Singer Mary Wilson, who co-founded the legendary Motown group The Supremes, died suddenly Monday night at her home in Henderson, Nevada, according to her longtime publicist Jay Schwartz. She was 76.
“We are devastated,” Schwartz said in a statement to ETI. No cause of death was given.
At 15, Wilson was a founding member of the hit-making group that started as a quartet called The Primettes – formed with her Detroit housing project neighbor Diana Ross, Betty McGlown and Florence Ballard.
The Primettes lobbied Motown founder Berry Gordy to sign them to his record label. He finally agreed if the young group changed its name.
On January 15, 1961, the Primettes officially became The Supremes, and then became a trio in 1962 – with Ross, Ballard and Wilson.
“We had no clue what was coming,” Wilson told the Detroit Free Press in 2015. “Had never wanted to be a singer, never thought about being a singer. … We were just doing this as fun. It was not something like ‘Oh, we’re going to become singers,’ like today where everyone wants to be a star. (But) as soon as we started singing in the Primettes, we became very aware that this is what we wanted to do the rest of our lives. At 13, I knew this is what I want to do for the rest of my life. We were hooked.”
The influential group’s first No. 1, million-selling song, “Where Did Our Love Go,” was released June 17, 1964. The Supremes were Motown’s most successful act of the 1960s, scoring 12 No. 1 singles, including “Stop! In the Name of Love,” “You Can’t Hurry Love” and “Baby Love.”
Wilson reflected on the group’s success in 2015, noting the best part about being in The Supremes was “being able to make my dreams come true.”
She added: “I coined the phrase BLAPS: ‘Black American princesses.’ We were Cinderellas. We truly made our dreams come true. We were real Cinderellas at a time when Black wasn’t beautiful yet.”
Even as Ross went on to a successful solo career and Ballard died in 1976, Wilson stayed with the group until The Supremes officially disbanded in 1977.
“I will never regret being a member of the Supremes,” she added to the Free Press. “I absolutely adored being a Supreme. If I die, I want to come back being Mary Wilson of the Supremes.”
The singer, along with Ross and Ballard, was inducted into the Rock and Roll Hall of Fame in 1988 by Little Richard who called the group “the greatest” and said “there’s never been anything like them and I don’t think there will ever be.”
Two days ago, Wilson posted a video on her YouTube channel commemorating Black History Month and the January 60th anniversary of The Supremes, announcing plans to release new recordings along with previously released music potentially for her 77th birthday on March 6.

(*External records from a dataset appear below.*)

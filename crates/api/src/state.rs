use std::sync::Arc;

use kb_db::store::{PgResourceCleaner, PgTopicStore};

use crate::config::ServerConfig;

/// Shared application state available to all Axum handlers via `State<AppState>`.
///
/// This is cheaply cloneable (inner data is behind `Arc` or is already `Clone`).
#[derive(Clone)]
pub struct AppState {
    /// Database connection pool.
    pub pool: kb_db::DbPool,
    /// Server configuration.
    pub config: Arc<ServerConfig>,
}

impl AppState {
    pub fn new(pool: kb_db::DbPool, config: ServerConfig) -> Self {
        Self {
            pool,
            config: Arc::new(config),
        }
    }

    /// Topic store over this state's pool.
    pub fn topic_store(&self) -> PgTopicStore {
        PgTopicStore::new(self.pool.clone())
    }

    /// Resource cleanup collaborator over this state's pool.
    pub fn resource_cleaner(&self) -> PgResourceCleaner {
        PgResourceCleaner::new(self.pool.clone())
    }
}
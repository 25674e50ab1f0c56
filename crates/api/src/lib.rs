//! Knowledge-base API server library.
//!
//! Exposes the building blocks (config, state, error handling, routes) so
//! integration tests and the binary entrypoint can both access them.

pub mod config;
pub mod error;
pub mod handlers;
pub mod query;
pub mod response;
pub mod router;
pub mod routes;
pub mod state;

“So much is happening,” said Wilson, who noted that February 8, the day she would pass, was the 46th anniversary of one the Supremes’ greatest hits, “Stop! In the Name of Love.”
The artist never gave up hope of getting the legendary band back together under the right circumstances.
“Well, let’s put it this way: It’s really up to Diana,” she told The Hollywood Reporter in January. “But I don’t think she does want to. So therefore I’m going on with my life. I look at it like this, especially with this pandemic: Who knows when the end may come. And at 76 and-a-half years old I’m not going to sit around waiting for something.”
Services will be private due to COVID-19 restrictions, according to the statement. A celebration of Mary Wilson’s life will take place later this year. The family asked in lieu of flowers, that friends and fans support UNCF.org and the Humpty Dumpty Institute.